Al sexto mes de embarazo, los médicos sacaron a la pequeña veinte minutos del cuerpo de su madre para operarla
Redacción
“Fue un milagro”, dijo Darrell Cass, codirector del Texas Children’s Fetal Center, uno de los centros más respetados de Estados Unidos en cuanto a embarazos. ¿Qué hecho definía así el doctor Cass? El de Lynlee, la niña que que tuvo que nacer dos veces para no morir.
Margaret Boemer acudió a una ecografía de rutina a las 16 semanas de embarazo de su tercer hijo. Pronto descubrió que las cosas distaban mucho de ser rutinarias. “Vieron algo en la ecografía, y el médico entró y nos dijo que nuestra bebé tenía un problema grave: un teratoma sacrococcígeo”, contaba la madre en una entrevista compartida por el Hospital Infantil de Texas. “Fue muy impactante y aterrador, porque no sabíamos qué significaba esa palabra tan larga ni qué diagnóstico implicaría”.
El teratoma sacrococcígeo es un tumor que se desarrolla antes del nacimiento y crece a partir del coxis del bebé, el hueso de la cola. “Este es el tumor más común que vemos en un recién nacido”, dijo el Dr. Darrell Cass, codirector del Centro Fetal del Hospital Infantil de Texas y profesor asociado de cirugía, pediatría y obstetricia y ginecología en el Baylor College of Medicine. “Aunque es el más común que vemos, sigue siendo bastante raro”.
Fue un shock enterarse a las 16 semanas de gestación del raro defecto congénito de su hija. “Algunos de estos tumores se toleran muy bien, por lo que el feto los tiene y puede nacer con ellos, y podemos extirparlos después del nacimiento”, dijo Cass. “Pero en aproximadamente la mitad de los casos, causan problemas al feto, generalmente debido a problemas de flujo sanguíneo”.

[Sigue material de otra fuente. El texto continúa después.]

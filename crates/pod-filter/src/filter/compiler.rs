//! Filter dispatch: turns a family name and its values into a [`Predicate`].
//!
//! # Example
//!
//! ```
//! use pod_filter_rs::filter::compile;
//! use pod_filter_rs::snapshot::{PodSnapshot, Snapshot};
//!
//! let snapshot = Snapshot::default();
//! let predicate = compile::<PodSnapshot, _>("status", &["running".to_string()], &snapshot)
//!     .unwrap();
//! assert!(predicate.filter(&snapshot.pods).is_empty());
//!
//! let err = compile::<PodSnapshot, _>("colour", &[], &snapshot).unwrap_err();
//! assert_eq!(err.to_string(), "invalid filter: colour");
//! ```

use std::fmt;
use std::str::FromStr;
use std::sync::Arc;

use chrono::{DateTime, Utc};
use serde::{Deserialize, Serialize};
use tracing::{debug, trace};

use super::error::FilterResult;
use super::family::FilterFamily;
use super::{identity, labels, network, status, temporal};
use crate::model::{LookupError, NetworkRegistry, Pod};

/// A compiled filter: a side-effect-free test over pods.
///
/// Predicates are immutable, cheap to clone and safe to call from many
/// threads at once.
pub struct Predicate<P> {
    family: FilterFamily,
    test: Arc<dyn Fn(&P) -> bool + Send + Sync>,
}

impl<P> Predicate<P> {
    pub(crate) fn new<F>(family: FilterFamily, test: F) -> Self
    where
        F: Fn(&P) -> bool + Send + Sync + 'static,
    {
        Self {
            family,
            test: Arc::new(test),
        }
    }

    /// The family this predicate was compiled from.
    pub fn family(&self) -> FilterFamily {
        self.family
    }

    /// Returns true if the pod matches.
    pub fn matches(&self, pod: &P) -> bool {
        (self.test)(pod)
    }

    /// Filters a slice of pods, returning only those that match.
    pub fn filter<'a>(&self, pods: &'a [P]) -> Vec<&'a P> {
        pods.iter().filter(|pod| self.matches(pod)).collect()
    }
}

impl<P> Clone for Predicate<P> {
    fn clone(&self) -> Self {
        Self {
            family: self.family,
            test: Arc::clone(&self.test),
        }
    }
}

impl<P> fmt::Debug for Predicate<P> {
    fn fmt(&self, f: &mut fmt::Formatter<'_>) -> fmt::Result {
        f.debug_struct("Predicate")
            .field("family", &self.family)
            .finish_non_exhaustive()
    }
}

/// How `ctr-names` treats pods with several containers.
#[derive(Debug, Clone, Copy, Default, PartialEq, Eq, Serialize, Deserialize)]
#[serde(rename_all = "kebab-case")]
pub enum CtrNamesMatch {
    /// Match if any container name matches.
    #[default]
    AnyChild,
    /// Decide using the first listed container only.
    FirstChild,
}

impl CtrNamesMatch {
    /// The configuration name, e.g. `any-child`.
    pub fn as_str(&self) -> &'static str {
        match self {
            CtrNamesMatch::AnyChild => "any-child",
            CtrNamesMatch::FirstChild => "first-child",
        }
    }
}

impl FromStr for CtrNamesMatch {
    type Err = String;

    fn from_str(s: &str) -> Result<Self, Self::Err> {
        match s {
            "any-child" => Ok(CtrNamesMatch::AnyChild),
            "first-child" => Ok(CtrNamesMatch::FirstChild),
            other => Err(format!(
                "invalid ctr-names mode '{other}' (expected any-child or first-child)"
            )),
        }
    }
}

/// Source of "now" for time-relative filters.
#[derive(Clone)]
pub struct Clock {
    now: Arc<dyn Fn() -> DateTime<Utc> + Send + Sync>,
}

impl Clock {
    /// The system clock.
    pub fn system() -> Self {
        Self::from_fn(Utc::now)
    }

    /// A clock frozen at `instant`.
    pub fn fixed(instant: DateTime<Utc>) -> Self {
        Self::from_fn(move || instant)
    }

    /// A clock backed by an arbitrary function.
    pub fn from_fn<F>(now: F) -> Self
    where
        F: Fn() -> DateTime<Utc> + Send + Sync + 'static,
    {
        Self { now: Arc::new(now) }
    }

    /// Returns the current instant.
    pub fn now(&self) -> DateTime<Utc> {
        (self.now)()
    }
}

impl Default for Clock {
    fn default() -> Self {
        Self::system()
    }
}

impl fmt::Debug for Clock {
    fn fmt(&self, f: &mut fmt::Formatter<'_>) -> fmt::Result {
        f.debug_struct("Clock").finish_non_exhaustive()
    }
}

/// Options that change how some families compile.
#[derive(Debug, Clone, Default)]
pub struct FilterOptions {
    /// `ctr-names` behaviour for pods with several containers.
    pub ctr_names: CtrNamesMatch,
    /// Clock consulted by `until` on every evaluation.
    pub clock: Clock,
}

/// Compiles filter requests into predicates.
#[derive(Debug, Clone, Default)]
pub struct FilterCompiler {
    options: FilterOptions,
}

impl FilterCompiler {
    /// Creates a compiler with default options.
    pub fn new() -> Self {
        Self::default()
    }

    /// Creates a compiler with the given options.
    pub fn with_options(options: FilterOptions) -> Self {
        Self { options }
    }

    /// Returns the compiler's options.
    pub fn options(&self) -> &FilterOptions {
        &self.options
    }

    /// Compiles the filter named `family` with its `values`.
    ///
    /// Values of one request are OR-combined. `registry` is only consulted
    /// by the `network` family, once per value, before this returns.
    ///
    /// # Errors
    ///
    /// - `FilterError::UnknownFamily` if `family` is not recognized.
    /// - `FilterError::InvalidContainerStatus` / `InvalidPodStatus` for values
    ///   outside the `ctr-status` / `status` vocabularies.
    /// - `FilterError::Network` if a network lookup fails for any reason other
    ///   than the network not existing.
    pub fn compile<P, R>(
        &self,
        family: &str,
        values: &[String],
        registry: &R,
    ) -> FilterResult<Predicate<P>>
    where
        P: Pod + 'static,
        R: NetworkRegistry + ?Sized,
    {
        let family: FilterFamily = family.parse()?;
        self.compile_family(family, values, registry)
    }

    /// Compiles an already parsed family.
    pub fn compile_family<P, R>(
        &self,
        family: FilterFamily,
        values: &[String],
        registry: &R,
    ) -> FilterResult<Predicate<P>>
    where
        P: Pod + 'static,
        R: NetworkRegistry + ?Sized,
    {
        let predicate = match family {
            FilterFamily::Id => identity::pod_id(values),
            FilterFamily::Name => identity::pod_name(values),
            FilterFamily::CtrIds => identity::container_ids(values),
            FilterFamily::CtrNames => identity::container_names(values, self.options.ctr_names),
            FilterFamily::CtrNumber => status::container_number(values),
            FilterFamily::CtrStatus => status::container_status(values)?,
            FilterFamily::Status => status::pod_status(values)?,
            FilterFamily::Label => labels::label(values),
            FilterFamily::Until => temporal::until(values, self.options.clock.clone()),
            FilterFamily::Network => network::network(values, registry)?,
        };
        debug!(filter = %family, values = ?values, "compiled pod filter");
        Ok(predicate)
    }
}

/// Compiles a filter request with default options.
///
/// See [`FilterCompiler::compile`].
pub fn compile<P, R>(family: &str, values: &[String], registry: &R) -> FilterResult<Predicate<P>>
where
    P: Pod + 'static,
    R: NetworkRegistry + ?Sized,
{
    FilterCompiler::new().compile(family, values, registry)
}

/// Records an evaluation-time lookup failure and reports "no match".
pub(crate) fn fail_closed<P: Pod>(family: FilterFamily, pod: &P, err: &LookupError) -> bool {
    trace!(filter = %family, pod = pod.id(), error = %err, "lookup failed, excluding pod");
    false
}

Aunque otros médicos le habían aconsejado interrumpir el embarazo, Cass y su equipo le hablaron de otra posibilidad: la cirugía fetal. Sin embargo, esta opción no sería fácil. Peor aún, las probabilidades de supervivencia de su bebé serían muy bajas.
“LynLee no tenía muchas posibilidades”, dijo Boemer. “A las 23 semanas, el tumor estaba afectando su corazón y provocándole una insuficiencia cardíaca, por lo que la disyuntiva era dejar que el tumor se apoderara de su cuerpo o darle una oportunidad de vivir”. “Para nosotros fue una decisión fácil: queríamos darle vida.”
UNA ESPECIE DE MILAGRO
Cass y el Dr. Oluyinka Olutoye, su socio cirujano, operaron durante aproximadamente cinco horas. “La parte que se realiza en el feto la hacemos muy, muy rápido”, dijo Cass. “Solo lleva unos 20 minutos en el feto propiamente dicho”. La mayor parte del tiempo se emplea en abrir el útero, que describió como “un gran músculo revestido de membranas”.
“No queremos poner en peligro la salud de la madre”, dijo Cass, quien explicó que trabajan con mucho cuidado, tanto al hacer la incisión como al suturarla, para “que el útero quede lo más sellado e impermeable posible”.

No queríamos poner en peligro la salud de la madre
DARRELL CASS
El equipo quirúrgico extirpó la mayor parte del tumor. Una vez finalizada la operación, los cirujanos volvieron a colocar a LynLee en el útero y suturaron el útero de su madre. “Es casi un milagro que puedas abrir el útero de esa manera, volver a cerrarlo todo y que funcione”, dijo Cass.
Boemer tuvo que guardar reposo absoluto durante el resto de su embarazo. A pesar del dolor, reunió fuerzas y aguantó otras 12 semanas, hasta casi las 36 semanas (a término), cuando Lynlee Hope nació por segunda vez mediante cesárea un mes de junio.
La pequeña luchadora, que recibió su nombre en honor a sus dos abuelas, pesó 5 libras y 5 onzas. Inmediatamente, el personal del hospital trasladó a la recién nacida a la unidad de cuidados intensivos neonatales para una evaluación, pero tras este primer chequeo, se la consideró sana y fue trasladada a la sala de neonatos.